* _Task prompt_:
Given the entries that follow, write out exactly the lines starting at the one containing "put(&mut board, SlotCoord::new(0, 0), 2, 1);" and ending at the one containing "let slot = SlotCoord::new(1, 1);", both ends included, and only those.

* _Data excerpts_:
####################
#![deny(
    unsafe_code,
    missing_docs,
    dead_code,
    unused_results,
    non_snake_case,
    unreachable_pub
)]

//! Stack-merge and myth-combination rules, plus sales and relocation.
//!
//! Every operation either applies completely or leaves the board untouched:
//! destinations are resolved before any unit is consumed.

use lucky_defense_core::{
    FusionError, MythCombo, PlacedTower, RandomSource, RarityTier, RelocateError, SlotCoord,
    SlotError, TowerKind,
};
use lucky_defense_world::{GridError, GridState, SideBoard};
use serde::Deserialize;
use tracing::debug;

/// Configuration parameters required to construct the fusion engine.
#[derive(Clone, Copy, Debug, PartialEq, Eq, Deserialize)]
#[serde(default)]
pub struct Config {
    /// Gold credited per unit sold.
    pub sell_refund: u32,
}

impl Default for Config {
    fn default() -> Self {
        Self { sell_refund: 10 }
    }
}

/// Receipt of a single-unit sale.
#[derive(Clone, Copy, Debug, PartialEq, Eq)]
pub struct SoldUnit {
    /// Kind of the sold unit.
    pub kind: TowerKind,
    /// Units left in the slot.
    pub remaining: u8,
    /// Gold credited.
    pub refund: u32,
}

/// Fusion engine shared by both sides.
#[derive(Clone, Copy, Debug, Default)]
pub struct FusionEngine {
    config: Config,
}

impl FusionEngine {
    /// Creates a fusion engine using the supplied configuration.
    #[must_use]
    pub const fn new(config: Config) -> Self {
        Self { config }
    }

    /// Consumes a full non-myth stack and places one unit of a random kind
    /// from the next tier.
    ///
    /// The consumed slot is not a candidate destination; when no other slot
    /// accepts the new unit the stack stays in place.
    pub fn try_upgrade_fusion(
        &self,
        board: &mut SideBoard,
        slot: SlotCoord,
        rng: &mut dyn RandomSource,
    ) -> Result<PlacedTower, FusionError> {
        if !slot.is_valid() {
            return Err(FusionError::InvalidSlotIndex);
        }
        let stack = board
            .grid()
            .stack(slot)
            .filter(|stack| stack.is_full())
            .ok_or(FusionError::InvalidFusionPreconditions)?;
        let next_tier = stack
            .kind()
            .tier()
            .next()
            .ok_or(FusionError::InvalidFusionPreconditions)?;

        let kinds = next_tier.kinds();
        let kind = kinds[rng.pick_index(kinds.len())];
        let destination = board
            .grid()
            .select_slot(kind, Some(slot), rng)
            .ok_or(FusionError::NoAvailableSlot)?;

        let grid = board.grid_mut();
        let _ = grid.take(slot).map_err(fusion_error)?;
        let placed = grid.add_unit(destination, kind).map_err(fusion_error)?;

        debug!(
            side = ?board.side(),
            consumed = stack.kind().get(),
            ?slot,
            kind = kind.get(),
            ?destination,
            "upgrade fusion"
        );
        Ok(PlacedTower {
            kind,
            slot: destination,
            stack: placed.count(),
        })
    }

    /// Consumes one unit of each ingredient of the recipe identified by
    /// `combo_id` and places its myth product in the first empty slot.
    pub fn try_myth_fusion(
        &self,
        board: &mut SideBoard,
        combo_id: u8,
    ) -> Result<PlacedTower, FusionError> {
        let combo = MythCombo::from_id(combo_id).ok_or(FusionError::InvalidFusionPreconditions)?;
        let sources =
            myth_sources(board.grid(), combo).ok_or(FusionError::InvalidFusionPreconditions)?;
        let destination = board
            .grid()
            .first_empty()
            .ok_or(FusionError::NoAvailableSlot)?;

        let grid = board.grid_mut();
        for source in sources {
            let _ = grid.remove_unit(source).map_err(fusion_error)?;
        }
        let placed = grid
            .add_unit(destination, combo.product())
            .map_err(fusion_error)?;

        debug!(side = ?board.side(), combo = combo.id(), ?destination, "myth fusion");
        Ok(PlacedTower {
            kind: combo.product(),
            slot: destination,
            stack: placed.count(),
        })
    }

    /// Sells one unit from the slot for the configured refund.
    pub fn sell(&self, board: &mut SideBoard, slot: SlotCoord) -> Result<SoldUnit, SlotError> {
        let before = board.grid_mut().remove_unit(slot).map_err(slot_error)?;
        let refund = self.config.sell_refund;
        board.ledger_mut().credit_gold(refund);

        debug!(side = ?board.side(), ?slot, kind = before.kind().get(), refund, "sold unit");
        Ok(SoldUnit {
            kind: before.kind(),
            remaining: before.count() - 1,
            refund,
        })
    }

    /// Moves the stack at `from` into `to`, swapping with any stack already
    /// there. Returns whether a swap happened.
    pub fn relocate(
        &self,
        board: &mut SideBoard,
        from: SlotCoord,
        to: SlotCoord,
    ) -> Result<bool, RelocateError> {
        if !from.is_valid() || !to.is_valid() {
            return Err(RelocateError::InvalidSlotIndex);
        }
        if from == to {
            return Err(RelocateError::SameSlot);
        }
        if board.grid().stack(from).is_none() {
            return Err(RelocateError::EmptySource);
        }

        let swapped = board.grid().stack(to).is_some();
        board
            .grid_mut()
            .swap(from, to)
            .map_err(|_| RelocateError::InvalidSlotIndex)?;
        Ok(swapped)
    }
}

/// Source slots for a recipe: the first slot in row-major order holding each
/// ingredient. `None` when any ingredient is missing.
#[must_use]
pub fn myth_sources(grid: &GridState, combo: MythCombo) -> Option<[SlotCoord; 3]> {
    let [first, second, third] = combo.ingredients();
    Some([
        grid.first_holding(first)?,
        grid.first_holding(second)?,
        grid.first_holding(third)?,
    ])
}

/// Whether a recipe could run on the grid right now.
#[must_use]
pub fn myth_fusion_ready(grid: &GridState, combo: MythCombo) -> bool {
    myth_sources(grid, combo).is_some() && grid.first_empty().is_some()
}

/// First full stack of the lowest kind id in `kinds` that can be upgraded.
#[must_use]
pub fn first_upgradable(
    grid: &GridState,
    kinds: impl IntoIterator<Item = TowerKind>,
) -> Option<SlotCoord> {
    kinds
        .into_iter()
        .filter(|kind| kind.tier() != RarityTier::Myth)
        .find_map(|kind| grid.first_full(kind))
}

fn fusion_error(error: GridError) -> FusionError {
    match error {
        GridError::InvalidSlotIndex => FusionError::InvalidSlotIndex,
        GridError::EmptySlot | GridError::KindMismatch => FusionError::InvalidFusionPreconditions,
        GridError::StackFull => FusionError::NoAvailableSlot,
    }
}

fn slot_error(error: GridError) -> SlotError {
    match error {
        GridError::InvalidSlotIndex => SlotError::InvalidSlotIndex,
        GridError::EmptySlot | GridError::KindMismatch | GridError::StackFull => {
            SlotError::EmptySlot
        }
    }
}

#[cfg(test)]
mod tests {
    use super::*;
    use lucky_defense_core::{ScriptedSource, Side};
    use lucky_defense_data::StaticTables;
    use lucky_defense_world::EconomyConfig;

    fn board() -> SideBoard {
        SideBoard::new(Side::Player, &StaticTables::empty(), &EconomyConfig::default())
    }

    fn kind(id: u8) -> TowerKind {
        TowerKind::new(id).expect("valid tower kind")
    }

    fn put(board: &mut SideBoard, slot: SlotCoord, id: u8, count: u8) {
        for _ in 0..count {
            let _ = board.grid_mut().add_unit(slot, kind(id)).expect("slot accepts unit");
        }
    }

    #[test]
    fn upgrade_turns_a_full_normal_stack_into_one_rare_unit() {
        let mut board = board();
        let source = SlotCoord::new(0, 0);
        put(&mut board, source, 1, 3);
        let mut rng = ScriptedSource::new().with_picks([1, 0]);

        let placed = FusionEngine::default()
            .try_upgrade_fusion(&mut board, source, &mut rng)
            .expect("fusion succeeds");

        assert_eq!(placed.kind, kind(4));
        assert_eq!(placed.slot, SlotCoord::new(0, 1));
        assert_eq!(placed.stack, 1);
        assert_eq!(board.grid().stack(source), None);
        assert_eq!(board.grid().unit_count(), 1);
    }

    #[test]
    fn upgrade_rolls_back_when_no_destination_exists() {
        let mut board = board();
        let source = SlotCoord::new(1, 2);
        for slot in SlotCoord::all() {
            if slot == source {
                put(&mut board, slot, 1, 3);
            } else {
                put(&mut board, slot, 2, 3);
            }
        }
        let before = board.clone();

        let result = FusionEngine::default().try_upgrade_fusion(
            &mut board,
            source,
            &mut ScriptedSource::new(),
        );

        assert_eq!(result, Err(FusionError::NoAvailableSlot));
        assert_eq!(board, before);
        assert_eq!(board.grid().stack(source).map(|stack| stack.count()), Some(3));
    }

    #[test]
    fn hero_stacks_upgrade_into_myth_units() {
        let mut board = board();
        let source = SlotCoord::new(2, 5);
        put(&mut board, source, 6, 3);
        let mut rng = ScriptedSource::new().with_picks([0, 0]);

        let placed = FusionEngine::default()
            .try_upgrade_fusion(&mut board, source, &mut rng)
            .expect("fusion succeeds");

        assert_eq!(placed.kind.tier(), RarityTier::Myth);
    }

    #[test]
    fn upgrade_rejects_partial_myth_and_invalid_slots() {
        let mut board = board();
        put(&mut board, SlotCoord::new(0, 0), 3, 2);
        put(&mut board, SlotCoord::new(0, 1), 7, 1);
        let engine = FusionEngine::default();
        let mut rng = ScriptedSource::new();

        assert_eq!(
            engine.try_upgrade_fusion(&mut board, SlotCoord::new(0, 0), &mut rng),
            Err(FusionError::InvalidFusionPreconditions)
        );
        assert_eq!(
            engine.try_upgrade_fusion(&mut board, SlotCoord::new(0, 1), &mut rng),
            Err(FusionError::InvalidFusionPreconditions)
        );
        assert_eq!(
            engine.try_upgrade_fusion(&mut board, SlotCoord::new(0, 2), &mut rng),
            Err(FusionError::InvalidFusionPreconditions)
        );
        assert_eq!(
            engine.try_upgrade_fusion(&mut board, SlotCoord::new(4, 0), &mut rng),
            Err(FusionError::InvalidSlotIndex)
        );
    }

    #[test]
    fn myth_fusion_consumes_one_unit_of_each_ingredient() {
        let mut board = board();
        put(&mut board, SlotCoord::new(0, 0), 1, 2);
        put(&mut board, SlotCoord::new(0, 1), 3, 1);
        put(&mut board, SlotCoord::new(0, 3), 5, 3);

        let placed = FusionEngine::default()
            .try_myth_fusion(&mut board, 1)
            .expect("fusion succeeds");

        assert_eq!(placed.kind, kind(7));
        assert_eq!(placed.slot, SlotCoord::new(0, 2));
        assert_eq!(placed.stack, 1);
        let grid = board.grid();
        assert_eq!(grid.stack(SlotCoord::new(0, 0)).map(|s| s.count()), Some(1));
        assert_eq!(grid.stack(SlotCoord::new(0, 1)), None);
        assert_eq!(grid.stack(SlotCoord::new(0, 3)).map(|s| s.count()), Some(2));
    }

    #[test]
    fn myth_fusion_without_an_empty_slot_consumes_nothing() {
        let mut board = board();
        put(&mut board, SlotCoord::new(0, 0), 2, 1);
        put(&mut board, SlotCoord::new(0, 1), 4, 1);
        put(&mut board, SlotCoord::new(0, 2), 6, 1);
        for slot in SlotCoord::all().skip(3) {
            put(&mut board, slot, 8, 1);
        }
        let before = board.clone();

        let result = FusionEngine::default().try_myth_fusion(&mut board, 2);

        assert_eq!(result, Err(FusionError::NoAvailableSlot));
        assert_eq!(board, before);
    }

    #[test]
    fn myth_fusion_requires_every_ingredient_and_a_known_combo() {
        let mut board = board();
        put(&mut board, SlotCoord::new(0, 0), 1, 3);
        put(&mut board, SlotCoord::new(0, 1), 3, 3);
        let engine = FusionEngine::default();

        assert_eq!(
            engine.try_myth_fusion(&mut board, 1),
            Err(FusionError::InvalidFusionPreconditions)
        );
        assert_eq!(
            engine.try_myth_fusion(&mut board, 3),
            Err(FusionError::InvalidFusionPreconditions)
        );
        assert!(!myth_fusion_ready(board.grid(), MythCombo::First));
    }

    #[test]
    fn selling_decrements_then_clears_and_refunds() {
        let mut board = board();
        let slot = SlotCoord::new(1, 1);
        put(&mut board, slot, 2, 2);
        let engine = FusionEngine::default();

        let first = engine.sell(&mut board, slot).expect("slot occupied");
        assert_eq!(first.remaining, 1);
        assert_eq!(first.refund, 10);
        assert_eq!(board.grid().stack(slot).map(|s| s.count()), Some(1));
        assert_eq!(board.ledger().gold(), 110);

        let second = engine.sell(&mut board, slot).expect("slot occupied");
        assert_eq!(second.remaining, 0);
        assert_eq!(board.grid().stack(slot), None);
        assert_eq!(board.ledger().gold(), 120);

        assert_eq!(engine.sell(&mut board, slot), Err(SlotError::EmptySlot));
        assert_eq!(
            engine.sell(&mut board, SlotCoord::new(0, 9)),
            Err(SlotError::InvalidSlotIndex)
        );
        assert_eq!(board.ledger().gold(), 120);
    }

    #[test]
    fn relocation_moves_or_swaps_stacks() {
        let mut board = board();
        let a = SlotCoord::new(0, 0);
        let b = SlotCoord::new(2, 4);
        let c = SlotCoord::new(1, 5);
        put(&mut board, a, 1, 2);
        put(&mut board, b, 3, 1);
        let engine = FusionEngine::default();

        assert_eq!(engine.relocate(&mut board, a, c), Ok(false));
        assert_eq!(board.grid().stack(c).map(|s| s.kind()), Some(kind(1)));
        assert_eq!(board.grid().stack(a), None);

        assert_eq!(engine.relocate(&mut board, c, b), Ok(true));
        assert_eq!(board.grid().stack(b).map(|s| s.kind()), Some(kind(1)));
        assert_eq!(board.grid().stack(c).map(|s| s.kind()), Some(kind(3)));

        assert_eq!(engine.relocate(&mut board, a, b), Err(RelocateError::EmptySource));
        assert_eq!(engine.relocate(&mut board, b, b), Err(RelocateError::SameSlot));
        assert_eq!(
            engine.relocate(&mut board, b, SlotCoord::new(3, 3)),
            Err(RelocateError::InvalidSlotIndex)
        );
    }

    #[test]
    fn first_upgradable_scans_kinds_in_the_given_order() {
        let mut board = board();
        put(&mut board, SlotCoord::new(0, 0), 4, 3);
        put(&mut board, SlotCoord::new(2, 0), 2, 3);
        put(&mut board, SlotCoord::new(1, 0), 1, 2);

        let found = first_upgradable(board.grid(), (1..=4).filter_map(TowerKind::new));

        assert_eq!(found, Some(SlotCoord::new(2, 0)));
    }
}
####################
* _Written response_:
        put(&mut board, SlotCoord::new(0, 0), 2, 1);
        put(&mut board, SlotCoord::new(0, 1), 4, 1);
        put(&mut board, SlotCoord::new(0, 2), 6, 1);
        for slot in SlotCoord::all().skip(3) {
            put(&mut board, slot, 8, 1);
        }
        let before = board.clone();

        let result = FusionEngine::default().try_myth_fusion(&mut board, 2);

        assert_eq!(result, Err(FusionError::NoAvailableSlot));
        assert_eq!(board, before);
    }

    #[test]
    fn myth_fusion_requires_every_ingredient_and_a_known_combo() {
        let mut board = board();
        put(&mut board, SlotCoord::new(0, 0), 1, 3);
        put(&mut board, SlotCoord::new(0, 1), 3, 3);
        let engine = FusionEngine::default();

        assert_eq!(
            engine.try_myth_fusion(&mut board, 1),
            Err(FusionError::InvalidFusionPreconditions)
        );
        assert_eq!(
            engine.try_myth_fusion(&mut board, 3),
            Err(FusionError::InvalidFusionPreconditions)
        );
        assert!(!myth_fusion_ready(board.grid(), MythCombo::First));
    }

    #[test]
    fn selling_decrements_then_clears_and_refunds() {
        let mut board = board();
        let slot = SlotCoord::new(1, 1);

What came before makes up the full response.